In just the past year I have represented parents across the economic spectrum–from the very wealthy to the very poor in a variety of situations such as
- A day care facility (mandated reporter) files a 51A because a child dropped a prenatal vitamin (that her mother had accidentally left on a table in their home that morning…the child had put it in her pocket). The school filed the 51A even though Poison Control confirmed that one child would have had to consume 30 such pills to have been harmed by it. Needless to say, the 51B caused the parents, both highly educated and professional and, frankly, wonderful and caring parents, needless anxiety and frustration. They hired me and after writing a detailed letter to the Area Director (while on vacation, I might add), I am pleased to say that DCF unsupported the 51A. And the parents did not have to wait one to two years for a Fair Hearing! This occurred at the end of the assessment.
- A decorated war hero who did three tours of duty who now works in emergency rooms as a highly skilled technician in life and death situations made the unfortunate mistake of spanking his fiance’s son with a belt, a child who refers to him as “daddy” and clearly loves him. The child had been getting into trouble at school and my client first used calesthenics to encourage the boy to tell him what was going on in school (a scene right out of “The Great Santini” I might add) and eventually resorted to corporal punishment (which he did not want to do). The day before he spanked the boy, my client actually asked the school vice principal what he should do with the boy and was told that he should learn to “pick his battles.” The following Monday, the vice-principal brought the child into her office and asked how his “father” disciplined him. A few minutes later, the child dropped his pants to reveal bruises. You can guess what happened next. (I will write more about this one later.)

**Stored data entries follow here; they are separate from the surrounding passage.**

use crate::project::ProjectFiles;
use anyhow::{Result, anyhow};
use std::cell::{Cell, RefCell};
use std::collections::BTreeMap;
use std::path::{Path, PathBuf};

/// An in-memory project. Paths are used as given; no normalization.
#[derive(Debug, Default)]
pub struct MemoryProject {
    root: Option<PathBuf>,
    files: RefCell<BTreeMap<PathBuf, String>>,
    read_only: bool,
    reads: Cell<usize>,
    writes: Cell<usize>,
}

impl MemoryProject {
    /// An empty project rooted at `root`.
    pub fn new(root: impl Into<PathBuf>) -> Self {
        Self {
            root: Some(root.into()),
            ..Self::default()
        }
    }

    /// A project whose root cannot be determined.
    #[must_use]
    pub fn without_root() -> Self {
        Self::default()
    }

    /// Add a file.
    #[must_use]
    pub fn with_file(self, path: impl Into<PathBuf>, content: &str) -> Self {
        self.files.borrow_mut().insert(path.into(), content.to_string());
        self
    }

    /// Make every write and create fail.
    #[must_use]
    pub fn read_only(mut self) -> Self {
        self.read_only = true;
        self
    }

    /// Current content of `path`.
    #[must_use]
    pub fn content(&self, path: &Path) -> Option<String> {
        self.files.borrow().get(path).cloned()
    }

    /// Number of files.
    #[must_use]
    pub fn file_count(&self) -> usize {
        self.files.borrow().len()
    }

    /// Number of successful reads so far.
    #[must_use]
    pub fn read_count(&self) -> usize {
        self.reads.get()
    }

    /// Number of successful writes and creates so far.
    #[must_use]
    pub fn write_count(&self) -> usize {
        self.writes.get()
    }

    fn check_writable(&self, path: &Path) -> Result<()> {
        if self.read_only {
            return Err(anyhow!("Read-only project: cannot write {}", path.display()));
        }
        Ok(())
    }
}

impl ProjectFiles for MemoryProject {
    fn root(&self) -> Option<&Path> {
        self.root.as_deref()
    }

    fn find_named(&self, names: &[String]) -> Result<Vec<PathBuf>> {
        let Some(root) = &self.root else {
            return Ok(Vec::new());
        };
        Ok(self
            .files
            .borrow()
            .keys()
            .filter(|path| path.starts_with(root))
            .filter(|path| {
                path.file_name()
                    .and_then(|name| name.to_str())
                    .is_some_and(|name| names.iter().any(|n| n == name))
            })
            .cloned()
            .collect())
    }

    fn read(&self, path: &Path) -> Result<String> {
        let content = self
            .content(path)
            .ok_or_else(|| anyhow!("No such file: {}", path.display()))?;
        self.reads.set(self.reads.get() + 1);
        Ok(content)
    }

    fn write(&self, path: &Path, content: &str) -> Result<()> {
        self.check_writable(path)?;
        self.files.borrow_mut().insert(path.to_path_buf(), content.to_string());
        self.writes.set(self.writes.get() + 1);
        Ok(())
    }

    fn create(&self, path: &Path, content: &str) -> Result<bool> {
        if self.files.borrow().contains_key(path) {
            return Ok(false);
        }
        self.write(path, content)?;
        Ok(true)
    }
}
//! Key creation: the fix for an unresolved key.
//!
//! [`FixExecutor::apply`] is the single code path that edits a configuration
//! document. It picks the target document (creating one if needed), takes the
//! project's edit lock, synthesizes the key path and writes the result back.
//! Any failure along the way makes the fix unavailable (`None`); nothing is
//! raised to the caller. A document that cannot be parsed is never
//! rewritten, and neither is one whose edited text would not parse again.
//!
//! [`CreateKeyFix`] is the descriptor handed to reporting code. Its two entry
//! points, [`apply_fix`](CreateKeyFix::apply_fix) for a problem-list quick fix
//! and [`invoke`](CreateKeyFix::invoke) for an explicit user action, both end
//! up in the executor.

use crate::config::Settings;
use crate::constants::{DEFAULT_CREATE_FILE, FIX_FAMILY};
use crate::locator::{DocumentLocator, KeyLocation};
use crate::placeholder::KeyPath;
use crate::project::ProjectFiles;
use crate::yaml::{Synthesis, YamlDocument};
use serde::ser::{Serialize, SerializeStruct, Serializer};
use std::path::Path;
use tracing::{debug, info, warn};

/// Applies "create key" fixes to a project.
pub struct FixExecutor<'a, P: ProjectFiles + ?Sized> {
    locator: DocumentLocator<'a, P>,
}

impl<'a, P: ProjectFiles + ?Sized> FixExecutor<'a, P> {
    /// Create an executor over `project`.
    pub const fn new(project: &'a P, settings: &'a Settings) -> Self {
        Self {
            locator: DocumentLocator::new(project, settings),
        }
    }

    /// Make `key` exist in the target document.
    ///
    /// Returns the location of the key afterwards, or `None` when the fix is
    /// unavailable: no project root, the document cannot be created, read,
    /// parsed or written, its layout is read-only, or a sequence, flow
    /// collection, alias or anchored value blocks the path.
    pub fn apply(&self, key: &KeyPath) -> Option<KeyLocation> {
        let Some(path) = self.locator.choose_or_create() else {
            debug!("No target document for '{key}', fix unavailable");
            return None;
        };

        let project = self.locator.project();
        let _lock = match project.lock_for_edit(&path) {
            Ok(lock) => lock,
            Err(e) => {
                warn!("Failed to lock {}: {e:#}", path.display());
                return None;
            }
        };

        let mut doc = load(project, &path)?;
        match doc.ensure_path(key) {
            Synthesis::AlreadyPresent => debug!("'{key}' already present in {}", path.display()),
            Synthesis::Conflict { at } => {
                warn!(
                    "Cannot create '{key}' in {}: segment '{}' does not hold a mapping",
                    path.display(),
                    key.segments()[at]
                );
                return None;
            }
            Synthesis::ReadOnly => {
                warn!("Cannot create '{key}' in {}: document layout is not editable", path.display());
                return None;
            }
            Synthesis::Inserted { .. } | Synthesis::Promoted { .. } => {
                let rendered = doc.render();
                if let Err(e) = YamlDocument::parse(&path, &rendered) {
                    warn!("Not writing {}: edit would produce an invalid document: {e}", path.display());
                    return None;
                }
                if let Err(e) = project.write(&path, &rendered) {
                    warn!("Failed to write {}: {e:#}", path.display());
                    return None;
                }
                info!("Created key '{key}' in {}", path.display());
            }
        }

        doc.locate(key).map(|position| KeyLocation::new(&path, position))
    }
}

fn load<P: ProjectFiles + ?Sized>(project: &P, path: &Path) -> Option<YamlDocument> {
    let text = project
        .read(path)
        .map_err(|e| warn!("Failed to read {}: {e:#}", path.display()))
        .ok()?;
    YamlDocument::parse(path, &text)
        .map_err(|e| warn!("Not editing {}: {e}", path.display()))
        .ok()
}

/// Descriptor of the fix offered for one unresolved key.
#[derive(Debug, Clone, PartialEq, Eq)]
pub struct CreateKeyFix {
    key_path: KeyPath,
}

impl CreateKeyFix {
    /// A fix creating `key_path`.
    #[must_use]
    pub const fn new(key_path: KeyPath) -> Self {
        Self { key_path }
    }

    /// The key path this fix creates.
    #[must_use]
    pub const fn key_path(&self) -> &KeyPath {
        &self.key_path
    }

    /// Display label.
    #[must_use]
    pub fn label(&self) -> String {
        format!("Create key '{}' in {DEFAULT_CREATE_FILE}", self.key_path)
    }

    /// Stable family identifier grouping all fixes of this kind.
    #[must_use]
    pub const fn family(&self) -> &'static str {
        FIX_FAMILY
    }

    /// Problem-list entry point.
    pub fn apply_fix<P: ProjectFiles + ?Sized>(
        &self,
        executor: &FixExecutor<'_, P>,
    ) -> Option<KeyLocation> {
        executor.apply(&self.key_path)
    }

    /// Explicit user action entry point.
    pub fn invoke<P: ProjectFiles + ?Sized>(
        &self,
        executor: &FixExecutor<'_, P>,
    ) -> Option<KeyLocation> {
        executor.apply(&self.key_path)
    }

    /// Always true; whether the fix can actually run is decided by [`FixExecutor::apply`].
    #[must_use]
    pub const fn is_available(&self) -> bool {
        true
    }
}

impl Serialize for CreateKeyFix {
    fn serialize<S: Serializer>(&self, serializer: S) -> Result<S::Ok, S::Error> {
        let mut state = serializer.serialize_struct("CreateKeyFix", 3)?;
        state.serialize_field("key_path", &self.key_path)?;
        state.serialize_field("label", &self.label())?;
        state.serialize_field("family", self.family())?;
        state.end()
    }
}
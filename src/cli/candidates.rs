//! List configuration documents.

use super::Workspace;
use crate::locator::{DocumentLocator, specificity};
use crate::project::ProjectFiles;
use anyhow::Result;
use clap::Args;

/// Print candidate documents, best ranked first, with their rank.
#[derive(Args)]
pub struct CandidatesCommand {}

impl CandidatesCommand {
    pub fn execute(self, workspace: &Workspace) -> Result<bool> {
        let locator = DocumentLocator::new(&workspace.project, &workspace.settings);
        let candidates = locator.find_candidates();

        if candidates.is_empty() {
            println!("No configuration documents found");
            return Ok(true);
        }

        let root = workspace.project.root();
        for path in &candidates {
            println!("{}\t{}", specificity(path, root), workspace.display_path(path));
        }
        Ok(true)
    }
}
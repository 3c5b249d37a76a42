//! Configuration document discovery and ranking.
//!
//! Every file named like a candidate (`application.yml`, `application.yaml`)
//! anywhere under the project root is a candidate document. Candidates are
//! ranked by where they live:
//!
//! | Rank | Location                                  |
//! |------|-------------------------------------------|
//! | 0    | inside `src/main/resources`               |
//! | 1    | inside any other `resources` directory    |
//! | 2    | anywhere else                             |
//!
//! Ties keep discovery order, which is file-name order of the walk. Lookups
//! probe candidates in rank order and stop at the first document holding the
//! key. When no candidate exists, [`DocumentLocator::choose_or_create`] creates
//! one under the resources directory.

use crate::config::Settings;
use crate::core::YamlBuddyError;
use crate::placeholder::KeyPath;
use crate::project::ProjectFiles;
use crate::yaml::{Position, YamlDocument};
use anyhow::{Context, Result};
use serde::Serialize;
use std::path::{Component, Path, PathBuf};
use tracing::{debug, info, warn};

/// Where a key was found.
#[derive(Debug, Clone, PartialEq, Eq, Serialize)]
pub struct KeyLocation {
    /// Document holding the key
    pub file: PathBuf,
    /// 1-based line of the key holding the last segment
    pub line: usize,
    /// 1-based column of that key
    pub column: usize,
}

impl KeyLocation {
    pub(crate) fn new(file: &Path, position: Position) -> Self {
        Self {
            file: file.to_path_buf(),
            line: position.line,
            column: position.column,
        }
    }
}

/// Rank of a document path; lower is preferred.
///
/// `path` is interpreted relative to `root` when it lies under it.
#[must_use]
pub fn specificity(path: &Path, root: Option<&Path>) -> u8 {
    let relative = root.and_then(|root| path.strip_prefix(root).ok()).unwrap_or(path);
    let dirs: Vec<&str> = relative
        .parent()
        .into_iter()
        .flat_map(Path::components)
        .filter_map(|component| match component {
            Component::Normal(name) => name.to_str(),
            _ => None,
        })
        .collect();

    if dirs.windows(3).any(|w| w == ["src", "main", "resources"]) {
        0
    } else if dirs.contains(&"resources") {
        1
    } else {
        2
    }
}

/// Finds, ranks, loads and creates configuration documents.
pub struct DocumentLocator<'a, P: ProjectFiles + ?Sized> {
    project: &'a P,
    settings: &'a Settings,
}

impl<'a, P: ProjectFiles + ?Sized> DocumentLocator<'a, P> {
    /// Create a locator over `project` using the document names in `settings`.
    pub const fn new(project: &'a P, settings: &'a Settings) -> Self {
        Self { project, settings }
    }

    /// The project this locator searches.
    pub const fn project(&self) -> &'a P {
        self.project
    }

    /// All candidate documents, best ranked first.
    ///
    /// Discovery failures are logged and yield no candidates.
    pub fn find_candidates(&self) -> Vec<PathBuf> {
        let mut found = match self.project.find_named(&self.settings.candidates) {
            Ok(found) => found,
            Err(e) => {
                warn!("Failed to discover configuration documents: {e:#}");
                return Vec::new();
            }
        };

        let root = self.project.root();
        found.sort_by_key(|path| specificity(path, root));
        debug!("Found {} candidate documents", found.len());
        found
    }

    /// Read and parse one document.
    ///
    /// # Errors
    ///
    /// Returns an error if the file cannot be read or is not a usable YAML
    /// mapping document.
    pub fn load(&self, path: &Path) -> Result<YamlDocument> {
        let text = self.project.read(path)?;
        Ok(YamlDocument::parse(path, &text)?)
    }

    /// Load every candidate in rank order, skipping unreadable or malformed ones.
    pub fn load_all(&self) -> Vec<YamlDocument> {
        self.find_candidates()
            .iter()
            .filter_map(|path| match self.load(path) {
                Ok(doc) => Some(doc),
                Err(e) => {
                    warn!("Skipping {}: {e:#}", path.display());
                    None
                }
            })
            .collect()
    }

    /// Find the first candidate, in rank order, that holds `key`.
    pub fn find_key(&self, key: &KeyPath) -> Option<KeyLocation> {
        find_in(&self.load_all(), key)
    }

    /// The document a fix should edit, creating it when no candidate exists.
    ///
    /// Returns the best ranked candidate if there is one. Otherwise a document
    /// holding only the marker comment is created at
    /// `{root}/{resources_dir}/{create_file}`; an existing file at that path is
    /// reused as is. Returns `None` when there is no project root or the file
    /// cannot be created.
    pub fn choose_or_create(&self) -> Option<PathBuf> {
        if let Some(best) = self.find_candidates().into_iter().next() {
            return Some(best);
        }

        match self.create_document() {
            Ok(path) => Some(path),
            Err(e) => {
                warn!("No configuration document available: {e:#}");
                None
            }
        }
    }

    fn create_document(&self) -> Result<PathBuf> {
        let root = self.project.root().ok_or(YamlBuddyError::ProjectRootUnavailable)?;
        let target = root.join(&self.settings.resources_dir).join(&self.settings.create_file);
        let content = format!("{}\n", self.settings.marker);

        if self
            .project
            .create(&target, &content)
            .with_context(|| format!("Failed to create {}", target.display()))?
        {
            info!("Created {}", target.display());
        }
        Ok(target)
    }
}

/// Probe `documents` in order for `key`.
pub(crate) fn find_in(documents: &[YamlDocument], key: &KeyPath) -> Option<KeyLocation> {
    documents.iter().find_map(|doc| {
        doc.resolve(key)
            .is_resolved()
            .then(|| doc.locate(key))
            .flatten()
            .map(|position| KeyLocation::new(doc.path(), position))
    })
}
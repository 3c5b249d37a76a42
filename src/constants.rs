//! Global constants used throughout the YAML Buddy codebase.
//!
//! Default values for the recognized annotation, the conventional YAML file
//! names and the location of synthesized documents live here so that the
//! configuration layer and the core agree on them.

/// Fully-qualified name of the annotation whose string literals are analyzed.
pub const DEFAULT_ANNOTATION: &str = "org.springframework.beans.factory.annotation.Value";

/// Conventional configuration document names, in discovery order.
///
/// Both names are equally valid; ranking between documents is decided by
/// their directory, not by which of these names they carry.
pub const DEFAULT_CANDIDATES: [&str; 2] = ["application.yml", "application.yaml"];

/// File name used when a configuration document has to be created.
pub const DEFAULT_CREATE_FILE: &str = "application.yaml";

/// Canonical resources directory, relative to the project root.
pub const DEFAULT_RESOURCES_DIR: &str = "src/main/resources";

/// First line written into a freshly created configuration document.
pub const DEFAULT_MARKER: &str = "# created by YAML Buddy";

/// Project configuration file looked up at the project root.
pub const CONFIG_FILE_NAME: &str = "yamlbuddy.toml";

/// Environment variable naming an explicit configuration file.
pub const CONFIG_ENV_VAR: &str = "YAMLBUDDY_CONFIG";

/// Stable family identifier grouping every "create key" fix.
pub const FIX_FAMILY: &str = "YAML Buddy QuickFixes";

/// Indentation added per synthesized mapping level.
pub const INDENT_STEP: usize = 2;

/// Default glob patterns selecting source files for `check`.
pub fn default_source_patterns() -> Vec<String> {
    vec!["**/*.java".to_string()]
}

/// Default glob patterns excluded from source and document discovery.
pub fn default_exclude_patterns() -> Vec<String> {
    ["**/target/**", "**/build/**", "**/.git/**", "**/node_modules/**"]
        .iter()
        .map(|p| (*p).to_string())
        .collect()
}
//! Integration test suite for YAML Buddy
//!
//! End-to-end tests driving the `yamlbuddy` binary against temporary projects.
//!
//! ```bash
//! cargo test --test integration
//! ```
//!
//! # Test Organization
//!
//! - **candidates**: Candidate discovery and ranking output
//! - **check**: Finding reports, JSON output and `--fix`
//! - **config**: `yamlbuddy.toml` and `--config` handling
//! - **fix**: Single key creation, document creation and unavailable fixes
//! - **resolve**: Key lookup across ranked documents

use assert_cmd::Command;
use yamlbuddy::test_utils::TestProject;

mod candidates;
mod check;
mod config;
mod fix;
mod resolve;

/// A `yamlbuddy` command rooted at `project`, with a clean environment.
pub fn yamlbuddy(project: &TestProject) -> Command {
    let mut cmd = Command::new(env!("CARGO_BIN_EXE_yamlbuddy"));
    cmd.arg("--project")
        .arg(project.path())
        .env("NO_COLOR", "1")
        .env_remove("RUST_LOG")
        .env_remove("YAMLBUDDY_CONFIG");
    cmd
}

/// A Spring component reading the given keys through `@Value`.
pub fn component(keys: &[&str]) -> String {
    let mut source = String::from(
        "package demo;\n\nimport org.springframework.beans.factory.annotation.Value;\n\npublic class Settings {\n",
    );
    for (i, key) in keys.iter().enumerate() {
        source.push_str(&format!("    @Value(\"${{{key}}}\")\n    private String field{i};\n\n"));
    }
    source.push_str("}\n");
    source
}

pub const MAIN_YAML: &str = "src/main/resources/application.yml";
pub const CREATED_YAML: &str = "src/main/resources/application.yaml";
pub const SOURCE: &str = "src/main/java/demo/Settings.java";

- An ex-husband, sick and tired of paying child support, gets his 12 year old son to accuse his mother of “hitting” him just two or so weeks before a custody hearing (his second attempt). My client, who was looking forward to teaching again in the fall (and thus was at risk of losing her job), was doing her absolute best trying to raise her two kids. Unfortunately, her son was finding his visits with his father–where no restrictions were placed on him–too good to be true so he wanted to live with him. During the investigation, the social worker talked to the child’s therapist (who wouldn’t even talk to the mother, only the father) and the father’s attorney, who filled up 3/4s of a page in the 51B investigation that was redacted (blacked out) so I couldn’t’ read it. DCF did not support the physical abuse charge (because by that time the boy recanted) but found the mother neglectful because There are concerns that the child appears to have issues with the divorce and is angry about the situation. Mother has inappropriate high expectations of the child for his young age i.e. he has to do his own laundry. There are concerns that the mother has pitted the siblings against each other. After absolutely blasting the Department in writing for an incompetent and one-side investigation (and for failing to see what was really going on), I was able to get DCF to admit that they should never have supported the 51A and to overturn it by the end of the 45-day assessment.